=== Begin Enclosure ===
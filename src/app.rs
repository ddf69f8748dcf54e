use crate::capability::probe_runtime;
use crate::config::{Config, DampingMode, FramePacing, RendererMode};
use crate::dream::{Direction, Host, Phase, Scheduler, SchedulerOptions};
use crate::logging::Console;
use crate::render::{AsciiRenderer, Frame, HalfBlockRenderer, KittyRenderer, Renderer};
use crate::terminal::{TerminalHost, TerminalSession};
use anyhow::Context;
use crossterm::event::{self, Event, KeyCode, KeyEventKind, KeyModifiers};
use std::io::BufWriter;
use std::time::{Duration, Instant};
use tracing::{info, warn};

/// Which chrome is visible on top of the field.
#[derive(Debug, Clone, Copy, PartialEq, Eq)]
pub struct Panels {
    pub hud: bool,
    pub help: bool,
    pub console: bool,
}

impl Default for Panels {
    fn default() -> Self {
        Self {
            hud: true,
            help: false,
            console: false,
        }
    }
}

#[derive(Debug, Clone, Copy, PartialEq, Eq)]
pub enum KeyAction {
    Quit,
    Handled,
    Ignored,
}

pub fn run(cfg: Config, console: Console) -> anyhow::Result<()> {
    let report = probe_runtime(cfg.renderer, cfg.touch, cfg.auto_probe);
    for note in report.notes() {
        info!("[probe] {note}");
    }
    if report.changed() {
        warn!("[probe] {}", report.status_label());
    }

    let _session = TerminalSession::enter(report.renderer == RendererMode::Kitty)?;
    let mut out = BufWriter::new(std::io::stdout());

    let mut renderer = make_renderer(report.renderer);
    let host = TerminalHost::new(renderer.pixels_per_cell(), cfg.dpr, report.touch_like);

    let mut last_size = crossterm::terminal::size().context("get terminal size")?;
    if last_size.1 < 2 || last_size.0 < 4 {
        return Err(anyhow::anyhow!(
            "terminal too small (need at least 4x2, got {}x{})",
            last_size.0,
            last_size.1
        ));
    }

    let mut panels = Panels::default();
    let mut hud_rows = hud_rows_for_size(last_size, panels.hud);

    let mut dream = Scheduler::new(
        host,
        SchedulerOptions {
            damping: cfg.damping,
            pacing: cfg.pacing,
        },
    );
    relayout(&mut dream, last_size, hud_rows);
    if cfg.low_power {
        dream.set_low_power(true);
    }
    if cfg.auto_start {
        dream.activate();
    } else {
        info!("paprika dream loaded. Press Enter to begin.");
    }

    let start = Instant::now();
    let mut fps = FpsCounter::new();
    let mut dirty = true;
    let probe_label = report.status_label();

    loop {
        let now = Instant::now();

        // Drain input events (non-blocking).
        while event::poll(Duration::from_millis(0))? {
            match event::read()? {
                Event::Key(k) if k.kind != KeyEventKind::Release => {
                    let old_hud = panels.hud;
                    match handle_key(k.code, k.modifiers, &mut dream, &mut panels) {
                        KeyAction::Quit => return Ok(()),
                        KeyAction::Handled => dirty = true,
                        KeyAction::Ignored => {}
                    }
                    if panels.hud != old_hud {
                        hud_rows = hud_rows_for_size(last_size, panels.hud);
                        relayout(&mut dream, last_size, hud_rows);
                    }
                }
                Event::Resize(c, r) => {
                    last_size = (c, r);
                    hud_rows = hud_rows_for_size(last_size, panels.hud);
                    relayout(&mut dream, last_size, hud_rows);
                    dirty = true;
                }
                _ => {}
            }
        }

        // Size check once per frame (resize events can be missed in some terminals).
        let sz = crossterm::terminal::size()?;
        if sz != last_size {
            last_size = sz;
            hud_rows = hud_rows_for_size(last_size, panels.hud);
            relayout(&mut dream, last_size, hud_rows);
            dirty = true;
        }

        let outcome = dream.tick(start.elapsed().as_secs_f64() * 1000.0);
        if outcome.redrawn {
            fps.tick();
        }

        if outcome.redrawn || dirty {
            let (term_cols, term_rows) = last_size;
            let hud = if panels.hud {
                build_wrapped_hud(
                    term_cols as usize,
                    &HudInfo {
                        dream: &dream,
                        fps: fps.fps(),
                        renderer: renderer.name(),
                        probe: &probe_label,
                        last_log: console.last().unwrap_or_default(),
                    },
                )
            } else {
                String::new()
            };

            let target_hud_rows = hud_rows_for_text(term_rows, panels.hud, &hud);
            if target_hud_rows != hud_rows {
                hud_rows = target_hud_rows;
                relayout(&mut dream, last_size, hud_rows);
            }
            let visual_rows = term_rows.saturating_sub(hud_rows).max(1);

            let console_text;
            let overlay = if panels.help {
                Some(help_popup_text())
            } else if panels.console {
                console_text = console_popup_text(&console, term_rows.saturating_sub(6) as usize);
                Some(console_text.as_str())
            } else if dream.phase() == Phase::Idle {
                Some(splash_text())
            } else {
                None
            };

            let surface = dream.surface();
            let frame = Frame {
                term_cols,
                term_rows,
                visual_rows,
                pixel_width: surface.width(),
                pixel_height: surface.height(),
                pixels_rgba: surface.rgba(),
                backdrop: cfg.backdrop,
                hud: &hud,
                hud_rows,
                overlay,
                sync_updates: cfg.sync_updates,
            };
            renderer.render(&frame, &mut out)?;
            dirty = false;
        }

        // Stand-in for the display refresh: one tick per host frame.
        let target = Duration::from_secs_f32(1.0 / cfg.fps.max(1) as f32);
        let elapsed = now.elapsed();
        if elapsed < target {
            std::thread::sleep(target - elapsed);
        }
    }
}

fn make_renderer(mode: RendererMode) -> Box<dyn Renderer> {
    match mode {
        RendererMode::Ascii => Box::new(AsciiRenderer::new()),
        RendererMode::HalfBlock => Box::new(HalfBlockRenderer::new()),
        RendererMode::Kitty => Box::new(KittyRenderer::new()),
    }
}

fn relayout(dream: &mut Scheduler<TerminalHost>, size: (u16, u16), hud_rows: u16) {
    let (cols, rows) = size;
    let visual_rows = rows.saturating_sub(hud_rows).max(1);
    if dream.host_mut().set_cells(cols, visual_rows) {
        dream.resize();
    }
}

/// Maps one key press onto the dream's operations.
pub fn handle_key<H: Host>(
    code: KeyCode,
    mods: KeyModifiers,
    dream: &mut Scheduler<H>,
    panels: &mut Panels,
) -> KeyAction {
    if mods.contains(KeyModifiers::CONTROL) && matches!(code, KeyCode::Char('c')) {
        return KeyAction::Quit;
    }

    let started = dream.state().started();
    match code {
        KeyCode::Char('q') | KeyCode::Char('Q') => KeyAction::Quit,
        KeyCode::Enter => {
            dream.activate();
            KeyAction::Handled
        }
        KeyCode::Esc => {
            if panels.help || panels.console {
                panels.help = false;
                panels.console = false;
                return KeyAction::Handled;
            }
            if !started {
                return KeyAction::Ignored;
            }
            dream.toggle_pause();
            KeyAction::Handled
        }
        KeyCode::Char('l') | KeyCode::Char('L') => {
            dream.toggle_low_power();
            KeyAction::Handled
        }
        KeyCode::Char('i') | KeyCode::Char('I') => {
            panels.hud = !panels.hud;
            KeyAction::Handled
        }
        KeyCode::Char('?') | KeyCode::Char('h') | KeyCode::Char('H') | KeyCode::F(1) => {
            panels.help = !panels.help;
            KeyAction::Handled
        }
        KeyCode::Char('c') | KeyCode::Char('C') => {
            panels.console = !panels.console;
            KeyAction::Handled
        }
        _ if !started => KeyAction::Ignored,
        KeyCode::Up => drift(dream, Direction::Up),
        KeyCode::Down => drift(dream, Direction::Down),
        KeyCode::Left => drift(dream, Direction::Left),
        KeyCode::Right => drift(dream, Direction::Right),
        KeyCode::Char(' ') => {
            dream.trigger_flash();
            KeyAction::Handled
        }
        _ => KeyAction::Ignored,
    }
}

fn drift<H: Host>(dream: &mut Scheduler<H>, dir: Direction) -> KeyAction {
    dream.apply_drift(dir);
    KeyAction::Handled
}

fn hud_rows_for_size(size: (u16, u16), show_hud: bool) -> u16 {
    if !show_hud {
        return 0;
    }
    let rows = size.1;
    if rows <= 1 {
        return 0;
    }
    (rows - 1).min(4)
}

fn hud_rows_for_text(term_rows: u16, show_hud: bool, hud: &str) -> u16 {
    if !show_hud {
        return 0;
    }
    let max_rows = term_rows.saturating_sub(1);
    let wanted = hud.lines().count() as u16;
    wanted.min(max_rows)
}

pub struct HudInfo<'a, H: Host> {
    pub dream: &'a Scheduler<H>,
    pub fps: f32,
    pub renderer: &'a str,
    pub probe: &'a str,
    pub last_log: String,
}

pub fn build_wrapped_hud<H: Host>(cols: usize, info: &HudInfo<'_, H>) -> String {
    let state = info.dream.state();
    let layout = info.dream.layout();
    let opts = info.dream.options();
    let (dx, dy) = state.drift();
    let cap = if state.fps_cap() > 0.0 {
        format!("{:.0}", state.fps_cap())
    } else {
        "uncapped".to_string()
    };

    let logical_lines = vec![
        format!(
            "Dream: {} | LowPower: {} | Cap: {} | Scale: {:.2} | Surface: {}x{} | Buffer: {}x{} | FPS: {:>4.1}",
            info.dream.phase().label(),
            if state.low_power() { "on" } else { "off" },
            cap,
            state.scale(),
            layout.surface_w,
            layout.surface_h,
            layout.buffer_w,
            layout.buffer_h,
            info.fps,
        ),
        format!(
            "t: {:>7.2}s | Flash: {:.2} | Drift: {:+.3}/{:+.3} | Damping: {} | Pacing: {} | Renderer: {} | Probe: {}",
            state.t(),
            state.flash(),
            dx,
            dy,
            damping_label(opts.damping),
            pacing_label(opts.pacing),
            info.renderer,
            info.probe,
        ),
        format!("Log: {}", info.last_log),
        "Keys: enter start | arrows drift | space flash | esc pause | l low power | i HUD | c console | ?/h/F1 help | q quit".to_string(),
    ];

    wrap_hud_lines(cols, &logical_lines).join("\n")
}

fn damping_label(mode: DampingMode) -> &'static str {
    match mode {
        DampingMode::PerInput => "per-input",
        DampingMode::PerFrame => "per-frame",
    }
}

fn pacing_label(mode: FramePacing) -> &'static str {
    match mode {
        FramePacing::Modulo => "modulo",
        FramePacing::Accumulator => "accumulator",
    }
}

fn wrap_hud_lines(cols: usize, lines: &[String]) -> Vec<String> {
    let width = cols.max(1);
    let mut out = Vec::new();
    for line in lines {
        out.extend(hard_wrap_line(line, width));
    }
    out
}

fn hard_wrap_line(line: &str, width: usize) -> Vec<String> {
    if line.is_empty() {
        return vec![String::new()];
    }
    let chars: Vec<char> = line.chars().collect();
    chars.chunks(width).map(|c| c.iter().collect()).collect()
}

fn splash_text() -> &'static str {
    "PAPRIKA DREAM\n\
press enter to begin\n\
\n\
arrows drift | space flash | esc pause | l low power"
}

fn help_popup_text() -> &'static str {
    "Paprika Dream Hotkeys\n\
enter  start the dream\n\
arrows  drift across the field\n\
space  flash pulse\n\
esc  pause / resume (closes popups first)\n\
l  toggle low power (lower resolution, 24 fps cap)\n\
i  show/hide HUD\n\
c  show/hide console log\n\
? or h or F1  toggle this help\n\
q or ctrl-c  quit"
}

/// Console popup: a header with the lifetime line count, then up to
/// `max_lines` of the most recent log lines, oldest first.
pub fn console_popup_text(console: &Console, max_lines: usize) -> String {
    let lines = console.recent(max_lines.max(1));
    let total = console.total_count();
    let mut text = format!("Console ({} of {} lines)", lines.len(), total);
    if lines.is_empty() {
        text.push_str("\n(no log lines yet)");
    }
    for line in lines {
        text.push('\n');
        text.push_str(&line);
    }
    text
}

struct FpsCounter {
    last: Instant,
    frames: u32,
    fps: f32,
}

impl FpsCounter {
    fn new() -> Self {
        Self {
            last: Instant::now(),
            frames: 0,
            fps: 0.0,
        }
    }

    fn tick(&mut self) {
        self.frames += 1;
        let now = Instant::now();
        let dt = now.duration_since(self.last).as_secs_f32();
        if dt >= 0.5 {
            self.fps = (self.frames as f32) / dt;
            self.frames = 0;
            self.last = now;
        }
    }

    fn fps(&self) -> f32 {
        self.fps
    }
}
=== End Enclosure ===
--- Problem statement ---
Find the line that contains "return vec![String::new()];" in the listing above. Retype it and every line after it up to the last, exactly, and nothing else.

--- Final answer ---
        return vec![String::new()];
    }
    let chars: Vec<char> = line.chars().collect();
    chars.chunks(width).map(|c| c.iter().collect()).collect()
}

fn splash_text() -> &'static str {
    "PAPRIKA DREAM\n\
press enter to begin\n\
\n\
arrows drift | space flash | esc pause | l low power"
}

fn help_popup_text() -> &'static str {
    "Paprika Dream Hotkeys\n\
enter  start the dream\n\
arrows  drift across the field\n\
space  flash pulse\n\
esc  pause / resume (closes popups first)\n\
l  toggle low power (lower resolution, 24 fps cap)\n\
i  show/hide HUD\n\
c  show/hide console log\n\
? or h or F1  toggle this help\n\
q or ctrl-c  quit"
}

/// Console popup: a header with the lifetime line count, then up to
/// `max_lines` of the most recent log lines, oldest first.
pub fn console_popup_text(console: &Console, max_lines: usize) -> String {
    let lines = console.recent(max_lines.max(1));
    let total = console.total_count();
    let mut text = format!("Console ({} of {} lines)", lines.len(), total);
    if lines.is_empty() {
        text.push_str("\n(no log lines yet)");
    }
    for line in lines {
        text.push('\n');
        text.push_str(&line);
    }
    text
}

struct FpsCounter {
    last: Instant,
    frames: u32,
    fps: f32,
}

impl FpsCounter {
    fn new() -> Self {
        Self {
            last: Instant::now(),
            frames: 0,
            fps: 0.0,
        }
    }

    fn tick(&mut self) {
        self.frames += 1;
        let now = Instant::now();
        let dt = now.duration_since(self.last).as_secs_f32();
        if dt >= 0.5 {
            self.fps = (self.frames as f32) / dt;
            self.frames = 0;
            self.last = now;
        }
    }

    fn fps(&self) -> f32 {
        self.fps
    }
}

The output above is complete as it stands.